- GOAL OF THE EXERCISE -
Records follow. Pull out every line that contains "seconds".

- Collected data entries -
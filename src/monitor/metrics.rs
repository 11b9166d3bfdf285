//! Outage statistics derived from the notification log

use std::sync::Arc;
use std::time::Duration;

use crate::storage::TimeSeriesGateway;

/// Lookbacks reported in power-lost messages
pub const OUTAGE_WINDOWS: [Duration; 3] = [
    Duration::from_secs(6 * 3600),
    Duration::from_secs(12 * 3600),
    Duration::from_secs(24 * 3600),
];

/// Outages within one lookback, including the one being reported
#[derive(Debug, Clone, Copy, PartialEq, Eq)]
pub struct OutageWindow {
    pub lookback: Duration,
    pub count: u64,
}

pub struct OutageMetrics {
    gateway: Arc<dyn TimeSeriesGateway>,
}

impl OutageMetrics {
    pub fn new(gateway: Arc<dyn TimeSeriesGateway>) -> Self {
        Self { gateway }
    }

    /// Count outages for each lookback, in the order given.
    ///
    /// Must run before the current outage is appended: every count includes
    /// it (+1). A failed count degrades to 1.
    pub async fn summarize(&self, lookbacks: &[Duration]) -> Vec<OutageWindow> {
        let mut windows = Vec::with_capacity(lookbacks.len());

        for &lookback in lookbacks {
            let count = match self.gateway.count_down_events(lookback).await {
                Ok(previous) => previous.saturating_add(1),
                Err(e) => {
                    tracing::error!(
                        lookback_secs = lookback.as_secs(),
                        error = %e,
                        "Outage count failed"
                    );
                    1
                }
            };
            windows.push(OutageWindow { lookback, count });
        }

        windows
    }

    /// Time since the newest event, e.g. `1h2m3s`
    pub async fn elapsed_since_last_event(&self) -> Option<String> {
        match self.gateway.time_since_last_event().await {
            Ok(elapsed) => elapsed.map(format_elapsed),
            Err(e) => {
                tracing::error!(error = %e, "Last event lookup failed");
                None
            }
        }
    }
}

/// Whole-second duration in `1h2m3s` form
pub fn format_elapsed(elapsed: Duration) -> String {
    let total = elapsed.as_secs();
    let (hours, minutes, seconds) = (total / 3600, (total % 3600) / 60, total % 60);

    if hours > 0 {
        format!("{}h{}m{}s", hours, minutes, seconds)
    } else if minutes > 0 {
        format!("{}m{}s", minutes, seconds)
    } else {
        format!("{}s", seconds)
    }
}

#[cfg(test)]
mod tests {
    use super::*;
    use crate::data::{DispatchOutcome, MonitorEvent, PowerState};
    use crate::storage::MemoryGateway;
    use chrono::Utc;

    fn down_event() -> MonitorEvent {
        MonitorEvent::new(
            PowerState::Down,
            "down",
            DispatchOutcome::Delivered { id: 7 },
        )
    }

    #[tokio::test]
    async fn test_summarize_adds_current_outage() {
        let gateway = Arc::new(MemoryGateway::new());
        let now = Utc::now();
        gateway.insert_event_at(down_event(), now - chrono::Duration::hours(3));
        gateway.insert_event_at(down_event(), now - chrono::Duration::hours(10));
        gateway.insert_event_at(down_event(), now - chrono::Duration::hours(23));

        let metrics = OutageMetrics::new(gateway);
        let counts: Vec<u64> = metrics
            .summarize(&OUTAGE_WINDOWS)
            .await
            .iter()
            .map(|w| w.count)
            .collect();

        assert_eq!(counts, vec![2, 3, 4]);
    }

    #[tokio::test]
    async fn test_summarize_preserves_order() {
        let gateway = Arc::new(MemoryGateway::new());
        gateway.insert_event_at(down_event(), Utc::now() - chrono::Duration::hours(8));

        let metrics = OutageMetrics::new(gateway);
        let lookbacks = [OUTAGE_WINDOWS[2], OUTAGE_WINDOWS[0], OUTAGE_WINDOWS[1]];
        let windows = metrics.summarize(&lookbacks).await;

        assert_eq!(windows.len(), 3);
        let returned: Vec<Duration> = windows.iter().map(|w| w.lookback).collect();
        assert_eq!(returned, lookbacks.to_vec());
        assert_eq!(windows[0].count, 2);
        assert_eq!(windows[1].count, 1);
        assert_eq!(windows[2].count, 2);
    }

    #[tokio::test]
    async fn test_summarize_floor_when_store_fails() {
        let gateway = Arc::new(MemoryGateway::new());
        gateway.set_fail_reads(true);

        let metrics = OutageMetrics::new(gateway);
        let windows = metrics.summarize(&OUTAGE_WINDOWS).await;

        assert_eq!(windows.len(), OUTAGE_WINDOWS.len());
        assert!(windows.iter().all(|w| w.count == 1));
        assert!(metrics.summarize(&[]).await.is_empty());
    }

    #[tokio::test]
    async fn test_elapsed_since_last_event() {
        let gateway = Arc::new(MemoryGateway::new());
        let metrics = OutageMetrics::new(Arc::clone(&gateway) as Arc<dyn TimeSeriesGateway>);
        assert_eq!(metrics.elapsed_since_last_event().await, None);

        gateway.insert_event_at(down_event(), Utc::now() - chrono::Duration::seconds(3725));
        let elapsed = metrics.elapsed_since_last_event().await.unwrap();
        assert!(elapsed.starts_with("1h2m"), "unexpected {}", elapsed);
    }

    #[test]
    fn test_format_elapsed() {
        assert_eq!(format_elapsed(Duration::from_millis(400)), "0s");
        assert_eq!(format_elapsed(Duration::from_secs(45)), "45s");
        assert_eq!(format_elapsed(Duration::from_secs(125)), "2m5s");
        assert_eq!(format_elapsed(Duration::from_secs(3 * 3600 + 12)), "3h0m12s");
        assert_eq!(format_elapsed(Duration::from_millis(59_999)), "59s");
    }
}
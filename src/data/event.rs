//! Notification log records

use super::state::PowerState;

/// Id written in place of a provider id when nothing was posted
pub const UNSENT_ID: i64 = -1;

/// Result of handing a message to the notification transport
#[derive(Debug, Clone, PartialEq, Eq)]
pub enum DispatchOutcome {
    /// Provider accepted the message and assigned it an id
    Delivered { id: u64 },
    /// Nothing was posted
    Failed { reason: String },
}

impl DispatchOutcome {
    pub fn external_id(&self) -> Option<u64> {
        match self {
            DispatchOutcome::Delivered { id } => Some(*id),
            DispatchOutcome::Failed { .. } => None,
        }
    }

    pub fn error(&self) -> Option<&str> {
        match self {
            DispatchOutcome::Delivered { .. } => None,
            DispatchOutcome::Failed { reason } => Some(reason),
        }
    }

    pub fn is_delivered(&self) -> bool {
        matches!(self, DispatchOutcome::Delivered { .. })
    }

    /// Wire form of the id field: provider id, or `-1` when nothing was posted
    pub fn wire_id(&self) -> i64 {
        match self {
            DispatchOutcome::Delivered { id } => i64::try_from(*id).unwrap_or(UNSENT_ID),
            DispatchOutcome::Failed { .. } => UNSENT_ID,
        }
    }
}

/// One notification attempt, successful or not. Never mutated once written.
#[derive(Debug, Clone, PartialEq, Eq)]
pub struct MonitorEvent {
    pub status: PowerState,
    pub content: String,
    pub outcome: DispatchOutcome,
}

impl MonitorEvent {
    pub fn new(status: PowerState, content: impl Into<String>, outcome: DispatchOutcome) -> Self {
        Self {
            status,
            content: content.into(),
            outcome,
        }
    }
}

#[cfg(test)]
mod tests {
    use super::*;

    #[test]
    fn test_failed_outcome_uses_sentinel() {
        let outcome = DispatchOutcome::Failed {
            reason: "403 Forbidden".to_string(),
        };
        assert_eq!(outcome.wire_id(), UNSENT_ID);
        assert_eq!(outcome.external_id(), None);
        assert_eq!(outcome.error(), Some("403 Forbidden"));
    }

    #[test]
    fn test_delivered_outcome() {
        let outcome = DispatchOutcome::Delivered {
            id: 1580661436132757506,
        };
        assert!(outcome.is_delivered());
        assert_eq!(outcome.wire_id(), 1580661436132757506);
        assert_eq!(outcome.error(), None);
    }
}
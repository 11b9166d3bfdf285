//! Dry-run transport that only logs

use std::sync::atomic::{AtomicU64, Ordering};

use async_trait::async_trait;

use super::transport::{NotificationTransport, TransportError};

/// Logs each message through tracing instead of posting it.
/// Ids are handed out sequentially starting at 1.
#[derive(Debug, Default)]
pub struct LogTransport {
    next_id: AtomicU64,
}

impl LogTransport {
    pub fn new() -> Self {
        Self::default()
    }
}

#[async_trait]
impl NotificationTransport for LogTransport {
    async fn post(&self, text: &str) -> Result<u64, TransportError> {
        let id = self.next_id.fetch_add(1, Ordering::SeqCst) + 1;
        tracing::warn!(message_id = id, "Notification (dry run): {}", text);
        Ok(id)
    }
}

#[cfg(test)]
mod tests {
    use super::*;

    #[tokio::test]
    async fn test_log_transport_ids() {
        let transport = LogTransport::new();
        assert_eq!(transport.post("first").await.unwrap(), 1);
        assert_eq!(transport.post("second").await.unwrap(), 2);
    }
}
//! Narrow view of the time-series store used by the monitor

use std::time::Duration;

use async_trait::async_trait;

use crate::data::{MonitorEvent, Signal};

/// Read/append access to sensor readings and the notification log.
///
/// Implementations report failures through [`GatewayError`]; the monitor
/// logs them and carries on as if the result were empty.
#[async_trait]
pub trait TimeSeriesGateway: Send + Sync {
    /// Most recent sensor reading inside the recency window
    async fn last_sensor_state(&self) -> Result<Option<Signal>, GatewayError>;

    /// Most recent notified state within the last day
    async fn last_acknowledged_state(&self) -> Result<Option<Signal>, GatewayError>;

    /// Number of `down` events recorded in `[now - lookback, now]`
    async fn count_down_events(&self, lookback: Duration) -> Result<u64, GatewayError>;

    /// Time elapsed since the newest event of any status
    async fn time_since_last_event(&self) -> Result<Option<Duration>, GatewayError>;

    /// Append one event to the notification log
    async fn append_event(&self, event: &MonitorEvent) -> Result<(), GatewayError>;
}

/// Store access errors
#[derive(Debug, thiserror::Error)]
pub enum GatewayError {
    #[error("Network error: {0}")]
    Network(String),

    #[error("Request timed out after {0:?}")]
    Timeout(Duration),

    #[error("Store returned status {status}: {message}")]
    Status { status: u16, message: String },

    #[error("Query error: {0}")]
    Query(String),

    #[error("Malformed response: {0}")]
    Decode(String),

    #[error("Store unavailable: {0}")]
    Unavailable(String),
}

impl GatewayError {
    pub(crate) fn from_reqwest(err: reqwest::Error, timeout: Duration) -> Self {
        if err.is_timeout() {
            GatewayError::Timeout(timeout)
        } else {
            GatewayError::Network(err.to_string())
        }
    }
}
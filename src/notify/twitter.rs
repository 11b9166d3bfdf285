//! Twitter (X) API v2 transport

use std::time::Duration;

use async_trait::async_trait;
use reqwest::header::AUTHORIZATION;
use serde::Deserialize;

use super::oauth::OAuthSigner;
use super::transport::{NotificationTransport, TransportError};
use crate::config::TwitterCredentials;

const DEFAULT_API_BASE: &str = "https://api.twitter.com";

/// Posts tweets as the configured user
#[derive(Clone)]
pub struct TwitterClient {
    http_client: reqwest::Client,
    signer: OAuthSigner,
    api_base: String,
    timeout: Duration,
}

/// Account the credentials belong to
#[derive(Debug, Clone, Deserialize)]
pub struct TwitterUser {
    pub id: String,
    pub name: String,
    pub username: String,
}

#[derive(Debug, Deserialize)]
struct DataEnvelope<T> {
    data: T,
}

#[derive(Debug, Deserialize)]
struct CreatedTweet {
    id: String,
}

impl TwitterClient {
    pub fn new(credentials: TwitterCredentials, timeout: Duration) -> Result<Self, TransportError> {
        let http_client = reqwest::Client::builder()
            .timeout(timeout)
            .build()
            .map_err(|e| TransportError::Network(format!("Failed to create HTTP client: {}", e)))?;

        Ok(Self {
            http_client,
            signer: OAuthSigner::new(credentials),
            api_base: DEFAULT_API_BASE.to_string(),
            timeout,
        })
    }

    /// Point the client at a different API host
    pub fn with_api_base(mut self, api_base: impl Into<String>) -> Self {
        self.api_base = api_base.into().trim_end_matches('/').to_string();
        self
    }

    /// Check the credentials by fetching the authenticated user
    pub async fn verify_credentials(&self) -> Result<TwitterUser, TransportError> {
        let url = format!("{}/2/users/me", self.api_base);
        let auth = self.signer.authorization("GET", &url, &[]);

        let response = self
            .http_client
            .get(&url)
            .header(AUTHORIZATION, auth)
            .send()
            .await
            .map_err(|e| self.map_reqwest(e))?;

        if !response.status().is_success() {
            let status = response.status().as_u16();
            let text = response.text().await.unwrap_or_default();
            return Err(TransportError::Credentials(format!(
                "status {}: {}",
                status,
                error_detail(&text)
            )));
        }

        let envelope: DataEnvelope<TwitterUser> = response
            .json()
            .await
            .map_err(|e| TransportError::Response(e.to_string()))?;

        tracing::debug!(
            name = %envelope.data.name,
            username = %envelope.data.username,
            "Authenticated Twitter user"
        );

        Ok(envelope.data)
    }

    fn map_reqwest(&self, err: reqwest::Error) -> TransportError {
        if err.is_timeout() {
            TransportError::Timeout(self.timeout)
        } else {
            TransportError::Network(err.to_string())
        }
    }
}

#[async_trait]
impl NotificationTransport for TwitterClient {
    async fn post(&self, text: &str) -> Result<u64, TransportError> {
        let url = format!("{}/2/tweets", self.api_base);
        let auth = self.signer.authorization("POST", &url, &[]);

        let response = self
            .http_client
            .post(&url)
            .header(AUTHORIZATION, auth)
            .json(&serde_json::json!({ "text": text }))
            .send()
            .await
            .map_err(|e| self.map_reqwest(e))?;

        if !response.status().is_success() {
            let status = response.status().as_u16();
            let text = response.text().await.unwrap_or_default();
            return Err(TransportError::Status {
                status,
                message: error_detail(&text),
            });
        }

        let envelope: DataEnvelope<CreatedTweet> = response
            .json()
            .await
            .map_err(|e| TransportError::Response(e.to_string()))?;

        let id = envelope
            .data
            .id
            .parse::<u64>()
            .map_err(|_| TransportError::Response(format!("non-numeric id {:?}", envelope.data.id)))?;

        tracing::debug!(tweet_id = id, "Tweet posted");
        Ok(id)
    }
}

/// Pull the human-readable part out of an API error body
fn error_detail(body: &str) -> String {
    let parsed: Option<serde_json::Value> = serde_json::from_str(body).ok();
    parsed
        .as_ref()
        .and_then(|v| {
            v.get("detail")
                .or_else(|| v.get("title"))
                .or_else(|| v.pointer("/errors/0/message"))
        })
        .and_then(|m| m.as_str())
        .map(String::from)
        .unwrap_or_else(|| body.trim().to_string())
}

- EXERCISE ANSWER -
    let (hours, minutes, seconds) = (total / 3600, (total % 3600) / 60, total % 60);
        format!("{}h{}m{}s", hours, minutes, seconds)
        format!("{}m{}s", minutes, seconds)
        format!("{}s", seconds)
        gateway.insert_event_at(down_event(), Utc::now() - chrono::Duration::seconds(3725));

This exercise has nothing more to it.